Retype every line below precisely as it appears.

(Task inputs begins)

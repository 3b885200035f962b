// Checks that need no database: constructor validation short-circuits before
// any query runs, so a lazy pool that never connects is enough.

use std::sync::Mutex;

use catalog_store::{
    error::StoreError,
    mail::{Mailer, OutgoingEmail},
    models::User,
    store::{
        accounts::{self, NewUser},
        carts,
        products::{self, NewProduct, UpdateProduct, thumbnail_path},
        reviews::{self, NewReview},
    },
};
use chrono::Utc;
use sqlx::postgres::PgPoolOptions;
use uuid::Uuid;

fn lazy_pool() -> sqlx::PgPool {
    PgPoolOptions::new()
        .connect_lazy("postgres://localhost/unreachable")
        .expect("lazy pool")
}

fn sample_product(name: &str) -> NewProduct {
    NewProduct {
        thumbnail: thumbnail_path("sample.jpg"),
        name: name.to_string(),
        price: 100,
        description: "sample".to_string(),
    }
}

fn sample_user(email: &str) -> User {
    User {
        id: Uuid::new_v4(),
        email: email.to_string(),
        name: "Sample".to_string(),
        password_hash: "x".to_string(),
        is_staff: false,
        is_superuser: false,
        is_active: true,
        date_joined: Utc::now(),
    }
}

#[tokio::test]
async fn create_user_requires_email() {
    let pool = lazy_pool();
    let err = accounts::create_user(&pool, NewUser::new("", "Nobody", "pw"))
        .await
        .unwrap_err();
    assert!(matches!(err, StoreError::Validation(_)));
}

#[tokio::test]
async fn create_user_rejects_overlong_fields() {
    let pool = lazy_pool();
    let long = "x".repeat(151);

    let err = accounts::create_user(&pool, NewUser::new(long.clone(), "Name", "pw"))
        .await
        .unwrap_err();
    assert!(matches!(err, StoreError::Validation(_)));

    let err = accounts::create_user(&pool, NewUser::new("a@b.com", long, "pw"))
        .await
        .unwrap_err();
    assert!(matches!(err, StoreError::Validation(_)));
}

#[tokio::test]
async fn create_superuser_rejects_contradictory_flags() {
    let pool = lazy_pool();
    let new = NewUser {
        is_staff: Some(false),
        ..NewUser::new("root@example.com", "Root", "pw")
    };
    let err = accounts::create_superuser(&pool, new).await.unwrap_err();
    assert!(matches!(err, StoreError::Validation(_)));

    let new = NewUser {
        is_superuser: Some(false),
        ..NewUser::new("root@example.com", "Root", "pw")
    };
    let err = accounts::create_superuser(&pool, new).await.unwrap_err();
    assert!(matches!(err, StoreError::Validation(_)));
}

#[tokio::test]
async fn create_product_rejects_bad_names() {
    let pool = lazy_pool();

    let err = products::create_product(&pool, sample_product(""))
        .await
        .unwrap_err();
    assert!(matches!(err, StoreError::Validation(_)));

    let err = products::create_product(&pool, sample_product(&"x".repeat(151)))
        .await
        .unwrap_err();
    assert!(matches!(err, StoreError::Validation(_)));
}

#[tokio::test]
async fn update_product_rejects_empty_name() {
    let pool = lazy_pool();
    let update = UpdateProduct {
        name: Some(String::new()),
        ..UpdateProduct::default()
    };
    let err = products::update_product(&pool, Uuid::new_v4(), update)
        .await
        .unwrap_err();
    assert!(matches!(err, StoreError::Validation(_)));
}

#[tokio::test]
async fn add_review_rejects_overlong_title() {
    let pool = lazy_pool();
    let new = NewReview {
        user_id: Uuid::new_v4(),
        product_id: Uuid::new_v4(),
        rating: 3,
        title: "x".repeat(256),
        comment: None,
    };
    let err = reviews::add_review(&pool, new).await.unwrap_err();
    assert!(matches!(err, StoreError::Validation(_)));
}

#[tokio::test]
async fn cart_add_item_rejects_nonpositive_amount() {
    let pool = lazy_pool();
    let err = carts::add_item(&pool, Uuid::new_v4(), Uuid::new_v4(), 0)
        .await
        .unwrap_err();
    assert!(matches!(err, StoreError::Validation(_)));
}

#[test]
fn username_is_always_the_email() {
    let user = sample_user("carol@example.com");
    assert_eq!(user.username(), user.email);
}

#[test]
fn password_hash_round_trip() {
    let hash = accounts::hash_password("secret").expect("hash");
    assert_ne!(hash, "secret");

    let mut user = sample_user("dave@example.com");
    user.password_hash = hash;
    assert!(accounts::verify_password(&user, "secret").expect("verify"));
    assert!(!accounts::verify_password(&user, "other").expect("verify"));
}

#[test]
fn thumbnail_paths_are_namespaced_and_unique() {
    let a = thumbnail_path("cover.jpg");
    let b = thumbnail_path("cover.jpg");
    assert!(a.starts_with("thumbnails/"));
    assert!(a.ends_with("cover.jpg"));
    assert_ne!(a, b);
}

#[derive(Default)]
struct RecordingMailer {
    sent: Mutex<Vec<OutgoingEmail>>,
}

impl Mailer for RecordingMailer {
    async fn send(&self, mail: OutgoingEmail) -> anyhow::Result<()> {
        self.sent.lock().expect("mailer lock").push(mail);
        Ok(())
    }
}

struct FailingMailer;

impl Mailer for FailingMailer {
    async fn send(&self, _mail: OutgoingEmail) -> anyhow::Result<()> {
        anyhow::bail!("transport down")
    }
}

#[tokio::test]
async fn email_user_targets_the_account_address() {
    let mailer = RecordingMailer::default();
    let user = sample_user("erin@example.com");

    accounts::email_user(
        &mailer,
        &user,
        "Welcome",
        "Hello!",
        Some("shop@example.com"),
        None,
    )
    .await
    .expect("send");

    let sent = mailer.sent.lock().expect("mailer lock");
    assert_eq!(sent.len(), 1);
    assert_eq!(sent[0].to, vec!["erin@example.com".to_string()]);
    assert_eq!(sent[0].from.as_deref(), Some("shop@example.com"));
    assert_eq!(sent[0].subject, "Welcome");
}

#[tokio::test]
async fn email_user_propagates_transport_failures() {
    let user = sample_user("frank@example.com");
    let err = accounts::email_user(&FailingMailer, &user, "Hi", "Body", None, None).await;
    assert!(err.is_err());
}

(Task inputs ends)

§ Answer section:
repository 3b885200035f962b
// Checks that need no database: constructor validation short-circuits before
// any query runs, so a lazy pool that never connects is enough.

use std::sync::Mutex;

use catalog_store::{
    error::StoreError,
    mail::{Mailer, OutgoingEmail},
    models::User,
    store::{
        accounts::{self, NewUser},
        carts,
        products::{self, NewProduct, UpdateProduct, thumbnail_path},
        reviews::{self, NewReview},
    },
};
use chrono::Utc;
use sqlx::postgres::PgPoolOptions;
use uuid::Uuid;

fn lazy_pool() -> sqlx::PgPool {
    PgPoolOptions::new()
        .connect_lazy("postgres://localhost/unreachable")
        .expect("lazy pool")
}

fn sample_product(name: &str) -> NewProduct {
    NewProduct {
        thumbnail: thumbnail_path("sample.jpg"),
        name: name.to_string(),
        price: 100,
        description: "sample".to_string(),
    }
}

fn sample_user(email: &str) -> User {
    User {
        id: Uuid::new_v4(),
        email: email.to_string(),
        name: "Sample".to_string(),
        password_hash: "x".to_string(),
        is_staff: false,
        is_superuser: false,
        is_active: true,
        date_joined: Utc::now(),
    }
}

#[tokio::test]
async fn create_user_requires_email() {
    let pool = lazy_pool();
    let err = accounts::create_user(&pool, NewUser::new("", "Nobody", "pw"))
        .await
        .unwrap_err();
    assert!(matches!(err, StoreError::Validation(_)));
}

#[tokio::test]
async fn create_user_rejects_overlong_fields() {
    let pool = lazy_pool();
    let long = "x".repeat(151);

    let err = accounts::create_user(&pool, NewUser::new(long.clone(), "Name", "pw"))
        .await
        .unwrap_err();
    assert!(matches!(err, StoreError::Validation(_)));

    let err = accounts::create_user(&pool, NewUser::new("a@b.com", long, "pw"))
        .await
        .unwrap_err();
    assert!(matches!(err, StoreError::Validation(_)));
}

#[tokio::test]
async fn create_superuser_rejects_contradictory_flags() {
    let pool = lazy_pool();
    let new = NewUser {
        is_staff: Some(false),
        ..NewUser::new("root@example.com", "Root", "pw")
    };
    let err = accounts::create_superuser(&pool, new).await.unwrap_err();
    assert!(matches!(err, StoreError::Validation(_)));

    let new = NewUser {
        is_superuser: Some(false),
        ..NewUser::new("root@example.com", "Root", "pw")
    };
    let err = accounts::create_superuser(&pool, new).await.unwrap_err();
    assert!(matches!(err, StoreError::Validation(_)));
}

#[tokio::test]
async fn create_product_rejects_bad_names() {
    let pool = lazy_pool();

    let err = products::create_product(&pool, sample_product(""))
        .await
        .unwrap_err();
    assert!(matches!(err, StoreError::Validation(_)));

    let err = products::create_product(&pool, sample_product(&"x".repeat(151)))
        .await
        .unwrap_err();
    assert!(matches!(err, StoreError::Validation(_)));
}

#[tokio::test]
async fn update_product_rejects_empty_name() {
    let pool = lazy_pool();
    let update = UpdateProduct {
        name: Some(String::new()),
        ..UpdateProduct::default()
    };
    let err = products::update_product(&pool, Uuid::new_v4(), update)
        .await
        .unwrap_err();
    assert!(matches!(err, StoreError::Validation(_)));
}

#[tokio::test]
async fn add_review_rejects_overlong_title() {
    let pool = lazy_pool();
    let new = NewReview {
        user_id: Uuid::new_v4(),
        product_id: Uuid::new_v4(),
        rating: 3,
        title: "x".repeat(256),
        comment: None,
    };
    let err = reviews::add_review(&pool, new).await.unwrap_err();
    assert!(matches!(err, StoreError::Validation(_)));
}

#[tokio::test]
async fn cart_add_item_rejects_nonpositive_amount() {
    let pool = lazy_pool();
    let err = carts::add_item(&pool, Uuid::new_v4(), Uuid::new_v4(), 0)
        .await
        .unwrap_err();
    assert!(matches!(err, StoreError::Validation(_)));
}

#[test]
fn username_is_always_the_email() {
    let user = sample_user("carol@example.com");
    assert_eq!(user.username(), user.email);
}

#[test]
fn password_hash_round_trip() {
    let hash = accounts::hash_password("secret").expect("hash");
    assert_ne!(hash, "secret");

    let mut user = sample_user("dave@example.com");
    user.password_hash = hash;
    assert!(accounts::verify_password(&user, "secret").expect("verify"));
    assert!(!accounts::verify_password(&user, "other").expect("verify"));
}

#[test]
fn thumbnail_paths_are_namespaced_and_unique() {
    let a = thumbnail_path("cover.jpg");
    let b = thumbnail_path("cover.jpg");
    assert!(a.starts_with("thumbnails/"));
    assert!(a.ends_with("cover.jpg"));
    assert_ne!(a, b);
}

#[derive(Default)]
struct RecordingMailer {
    sent: Mutex<Vec<OutgoingEmail>>,
}

impl Mailer for RecordingMailer {
    async fn send(&self, mail: OutgoingEmail) -> anyhow::Result<()> {
        self.sent.lock().expect("mailer lock").push(mail);
        Ok(())
    }
}

struct FailingMailer;

impl Mailer for FailingMailer {
    async fn send(&self, _mail: OutgoingEmail) -> anyhow::Result<()> {
        anyhow::bail!("transport down")
    }
}

#[tokio::test]
async fn email_user_targets_the_account_address() {
    let mailer = RecordingMailer::default();
    let user = sample_user("erin@example.com");

    accounts::email_user(
        &mailer,
        &user,
        "Welcome",
        "Hello!",
        Some("shop@example.com"),
        None,
    )
    .await
    .expect("send");

    let sent = mailer.sent.lock().expect("mailer lock");
    assert_eq!(sent.len(), 1);
    assert_eq!(sent[0].to, vec!["erin@example.com".to_string()]);
    assert_eq!(sent[0].from.as_deref(), Some("shop@example.com"));
    assert_eq!(sent[0].subject, "Welcome");
}

#[tokio::test]
async fn email_user_propagates_transport_failures() {
    let user = sample_user("frank@example.com");
    let err = accounts::email_user(&FailingMailer, &user, "Hi", "Body", None, None).await;
    assert!(err.is_err());
}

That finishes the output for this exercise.